More and more companies in the aeronautical sector They focus their efforts on getting to travel the world in the shortest possible time.
This is the case of destinya Swiss startup that wants to reduce the 20 hours it takes to get from Europe to Australia on a normal commercial plane to just 4 hours, and will do so with a hydrogen-powered hypersonic passenger plane, reports euronews.
The shortest commercial flight in the world: 90 seconds between takeoff and landing
Hydrogen energy is being extensively researched and developed in recent years, especially for its environmental benefits.
The company has been testing its prototype aircraft for the past 2 years, and at the end of 2022 it announced that the test flights of Eiger, its second prototype, had been a success.
Destinus has been selected to participate in the Aeronautical Technology Plan (PTA) project) managed by the Center for Technological Development and Innovation of Spain (CDTI) to develop the first hydrogen-powered aircraft engine. The forecast, according to Aerospace News, is to carry out the first tests in 2025.
This research program is co-financed with a government grant provided by the Next Generation funds of the European Commission.

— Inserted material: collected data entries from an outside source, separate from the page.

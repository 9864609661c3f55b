use serde::Deserialize;

#[derive(Debug, Clone, Deserialize)]
pub struct JwtConfig {
    pub secret: String,
    pub issuer: String,
    pub audience: String,
}

#[derive(Debug, Clone, Deserialize)]
pub struct VisionConfig {
    pub api_key: Option<String>,
    pub model: String,
    pub base_url: String,
    pub timeout_secs: u64,
}

#[derive(Debug, Clone, Deserialize)]
pub struct AppConfig {
    /// Without a database the diary lives in process memory.
    pub database_url: Option<String>,
    pub jwt: JwtConfig,
    pub vision: VisionConfig,
    pub history_days: usize,
}

impl AppConfig {
    pub fn from_env() -> anyhow::Result<Self> {
        let database_url = std::env::var("DATABASE_URL").ok().filter(|v| !v.is_empty());
        let jwt = JwtConfig {
            secret: std::env::var("JWT_SECRET")?,
            issuer: std::env::var("JWT_ISSUER").unwrap_or_else(|_| "calorie-diary".into()),
            audience: std::env::var("JWT_AUDIENCE")
                .unwrap_or_else(|_| "calorie-diary-gateway".into()),
        };
        let vision = VisionConfig {
            api_key: std::env::var("OPENAI_API_KEY").ok().filter(|v| !v.is_empty()),
            model: std::env::var("OPENAI_MODEL").unwrap_or_else(|_| "gpt-4o".into()),
            base_url: std::env::var("OPENAI_BASE_URL")
                .unwrap_or_else(|_| "https://api.openai.com/v1".into()),
            timeout_secs: std::env::var("VISION_TIMEOUT_SECS")
                .ok()
                .and_then(|v| v.parse::<u64>().ok())
                .unwrap_or(60),
        };
        let history_days = std::env::var("HISTORY_DAYS")
            .ok()
            .and_then(|v| v.parse::<usize>().ok())
            .filter(|d| *d > 0)
            .unwrap_or(7);
        Ok(Self {
            database_url,
            jwt,
            vision,
            history_days,
        })
    }
}
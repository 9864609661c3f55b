mod app;
mod auth;
mod clock;
mod config;
mod conversation;
mod dates;
mod db;
mod diary;
mod error;
mod memory;
mod profiles;
mod state;
mod stats;
mod timezones;
mod vision;

#[tokio::main]
async fn main() -> anyhow::Result<()> {
    dotenvy::dotenv().ok();

    let env_filter = std::env::var("RUST_LOG")
        .unwrap_or_else(|_| "calorie_diary=debug,axum=info,tower_http=info".to_string());
    let json_logs = std::env::var("LOG_FORMAT")
        .map(|v| v == "json")
        .unwrap_or(false);

    if json_logs {
        tracing_subscriber::fmt()
            .with_env_filter(env_filter)
            .with_target(false)
            .json()
            .init();
    } else {
        tracing_subscriber::fmt().with_env_filter(env_filter).init();
    }

    let state = state::AppState::init().await?;
    app::serve(app::build_app(state)).await
}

With a current global investment of 12 million euros, the project —in which companies and technology centers participate, as well as Spanish universities— focuses on the design and construction of a test bench for hydrogen-powered engines with unique characteristics at a global level. European, in order to carry out the engine tests that Destinus will use in its aircraft.
“Access to these EU recovery funds is essential to conduct advanced research and accelerate the innovation needed to be competitive on a global scale,” said Davide Bonetti, Destinus’ vice president of business and product development, adding that with these grants, hydrogen-based solutions for aeronautical mobility will be one step closer to becoming a reality.
Destinus partnered with Spanish engine manufacturer ITP Aero in June 2022 to develop a hydrogen engine test facility. The Spanish government grant will finance the construction of a test facility near Madrid where air-breathing hydrogen engines will be put to the test.
On the other hand, the Swiss startup leads the national project for the development of a propulsion system powered by liquid renewable hydrogen for air mobilitywhich is part of the hydrogen PERTE, managed by the Institute for Energy Diversification and Saving (IDAE).